Il n’y a pas de seuil en dessous duquel le plomb n’est pas toxique pour les reins et le système cardiovasculaire. Il est neurotoxique, cancérogène et néfaste pour la reproduction. Chez une femme enceinte contaminée, le plomb peut passer dans le sang et atteindre l’enfant à naître.

Philippe Jost, président de l’établissement public chargé de la conservation et de la restauration de Notre-Dame de Paris, déclarait au Figaro il y a un an qu’ils « innover[aient] en installant un système de recueil et de filtration des eaux de pluie qui [ruisselleraient] sur la toiture de la cathédrale ». Qu’en pensez-vous ?

Toutes les poussières de plomb n’iront pas dans les gouttières. Un coup de vent, et ça redescend sur le trottoir.

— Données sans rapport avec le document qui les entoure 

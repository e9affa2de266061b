//! Server configuration for the listing API.
//!
//! This module provides configuration types for the server, supporting both
//! programmatic configuration and environment variable overrides.
//!
//! # Environment Variables
//!
//! | Variable | Default | Description |
//! |----------|---------|-------------|
//! | `VDS_PORT` | 8080 | Server port |
//! | `VDS_HOST` | 127.0.0.1 | Host to bind |
//! | `VDS_LOG_LEVEL` | info | Log level |
//! | `VDS_DATA_URL` | campus mock dataset | Upstream doctor dataset endpoint |
//! | `VDS_FETCH_TIMEOUT` | 10 | Upstream fetch timeout (seconds) |
//! | `VDS_REQUEST_TIMEOUT` | 30 | Request timeout (seconds) |
//! | `VDS_ENABLE_CORS` | true | Enable CORS |
//! | `VDS_CORS_ORIGINS` | * | Allowed origins |
//! | `VDS_CORS_METHODS` | GET,HEAD,OPTIONS | Allowed methods |
//! | `VDS_CORS_HEADERS` | Content-Type,Accept | Allowed headers |
//! | `VDS_BASE_URL` | http://localhost:8080 | Server base URL |
//!
//! # Example
//!
//! ```rust
//! use vaidya_rest::ServerConfig;
//!
//! // Create from environment
//! let config = ServerConfig::from_env();
//!
//! // Or create programmatically
//! let config = ServerConfig {
//!     port: 3000,
//!     host: "0.0.0.0".to_string(),
//!     enable_cors: true,
//!     ..Default::default()
//! };
//! ```

use clap::Parser;

/// Upstream dataset endpoint used when no override is configured.
pub const DEFAULT_DATA_URL: &str = "https://srijandubey.github.io/campus-api-mock/SRM-C1-25.json";

/// Server configuration for the listing API.
///
/// This struct can be constructed from environment variables using
/// [`ServerConfig::from_env`], from command line arguments using
/// [`ServerConfig::parse`], or programmatically.
#[derive(Debug, Clone, Parser)]
#[command(name = "vds")]
#[command(about = "Vaidya Doctor Directory Server")]
pub struct ServerConfig {
    /// Port to listen on.
    #[arg(short, long, env = "VDS_PORT", default_value = "8080")]
    pub port: u16,

    /// Host address to bind to.
    #[arg(long, env = "VDS_HOST", default_value = "127.0.0.1")]
    pub host: String,

    /// Log level (error, warn, info, debug, trace).
    #[arg(long, env = "VDS_LOG_LEVEL", default_value = "info")]
    pub log_level: String,

    /// Upstream doctor dataset endpoint, fetched once at startup.
    #[arg(long, env = "VDS_DATA_URL", default_value = DEFAULT_DATA_URL)]
    pub data_url: String,

    /// Upstream fetch timeout in seconds.
    #[arg(long, env = "VDS_FETCH_TIMEOUT", default_value = "10")]
    pub fetch_timeout: u64,

    /// Request timeout in seconds.
    #[arg(long, env = "VDS_REQUEST_TIMEOUT", default_value = "30")]
    pub request_timeout: u64,

    /// Enable CORS.
    #[arg(long, env = "VDS_ENABLE_CORS", default_value = "true")]
    pub enable_cors: bool,

    /// Allowed CORS origins (comma-separated, or * for all).
    #[arg(long, env = "VDS_CORS_ORIGINS", default_value = "*")]
    pub cors_origins: String,

    /// Allowed CORS methods (comma-separated, or * for all).
    #[arg(long, env = "VDS_CORS_METHODS", default_value = "GET,HEAD,OPTIONS")]
    pub cors_methods: String,

    /// Allowed CORS headers (comma-separated, or * for all).
    #[arg(long, env = "VDS_CORS_HEADERS", default_value = "Content-Type,Accept")]
    pub cors_headers: String,

    /// Base URL for the server (used in listing self links).
    #[arg(long, env = "VDS_BASE_URL", default_value = "http://localhost:8080")]
    pub base_url: String,
}

impl Default for ServerConfig {
    fn default() -> Self {
        Self {
            port: 8080,
            host: "127.0.0.1".to_string(),
            log_level: "info".to_string(),
            data_url: DEFAULT_DATA_URL.to_string(),
            fetch_timeout: 10,
            request_timeout: 30,
            enable_cors: true,
            cors_origins: "*".to_string(),
            cors_methods: "GET,HEAD,OPTIONS".to_string(),
            cors_headers: "Content-Type,Accept".to_string(),
            base_url: "http://localhost:8080".to_string(),
        }
    }
}

impl ServerConfig {
    /// Creates a new ServerConfig from environment variables.
    ///
    /// This is a convenience method that parses environment variables without
    /// requiring command line arguments.
    pub fn from_env() -> Self {
        // Try to parse from environment, falling back to defaults
        Self::try_parse().unwrap_or_default()
    }

    /// Returns the socket address to bind to.
    pub fn socket_addr(&self) -> String {
        format!("{}:{}", self.host, self.port)
    }

    /// Validates the configuration and returns errors if any.
    pub fn validate(&self) -> Result<(), Vec<String>> {
        let mut errors = Vec::new();

        if self.port == 0 {
            errors.push("Port cannot be 0".to_string());
        }

        if self.request_timeout == 0 {
            errors.push("Request timeout cannot be 0".to_string());
        }

        if self.fetch_timeout == 0 {
            errors.push("Fetch timeout cannot be 0".to_string());
        }

        if self.data_url.is_empty() {
            errors.push("Data URL cannot be empty".to_string());
        }

        if self.base_url.is_empty() {
            errors.push("Base URL cannot be empty".to_string());
        }

        if errors.is_empty() { Ok(()) } else { Err(errors) }
    }

    /// Creates a configuration suitable for testing.
    ///
    /// This uses ephemeral port 0 and disables features that might interfere
    /// with tests.
    pub fn for_testing() -> Self {
        Self {
            port: 0, // Let OS assign port
            host: "127.0.0.1".to_string(),
            log_level: "debug".to_string(),
            data_url: "http://localhost:0/doctors.json".to_string(),
            fetch_timeout: 2,
            request_timeout: 5, // Shorter timeout for tests
            enable_cors: false,
            cors_origins: "*".to_string(),
            cors_methods: "*".to_string(),
            cors_headers: "*".to_string(),
            base_url: "http://localhost:8080".to_string(),
        }
    }
}
//! Specialty list response envelope.

use serde::{Deserialize, Serialize};

/// The specialties endpoint's response body.
///
/// Specialties are listed distinct, in order of first appearance across the
/// loaded dataset; clients use them to render the specialty filter options.
#[derive(Debug, Clone, Serialize, Deserialize)]
pub struct SpecialtiesResponse {
    /// Number of distinct specialties.
    pub total: usize,

    /// The distinct specialty names.
    pub specialties: Vec<String>,
}

impl SpecialtiesResponse {
    /// Builds a response from the distinct specialty list.
    pub fn new(specialties: Vec<String>) -> Self {
        Self {
            total: specialties.len(),
            specialties,
        }
    }
}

Cette toiture est énorme, il est impossible d’éviter tout envol de poussière.

Malgré les alertes sur le plomb, pourquoi la toiture a-t-elle quand même était refaite dans ce matériau ?

C’est une mauvaise interprétation de la charte de Venise sur la reconstruction des monuments historiques. Il n’y est pas du tout écrit qu’il faut faire une reconstruction « à l’identique », comme a insisté Emmanuel Macron. Son article 10 dit même que s’il y a des matériaux inadéquats, il est possible d’utiliser d’autres techniques. Sans compter que la flèche et l’utilisation du plomb datent du XIXe siècle et de la restauration de la cathédrale par Viollet-le-Duc. À Chartres, Nantes, Reims, des rénovations ont été faites dans le respect de l’esthétique, avec des matériaux moins dangereux.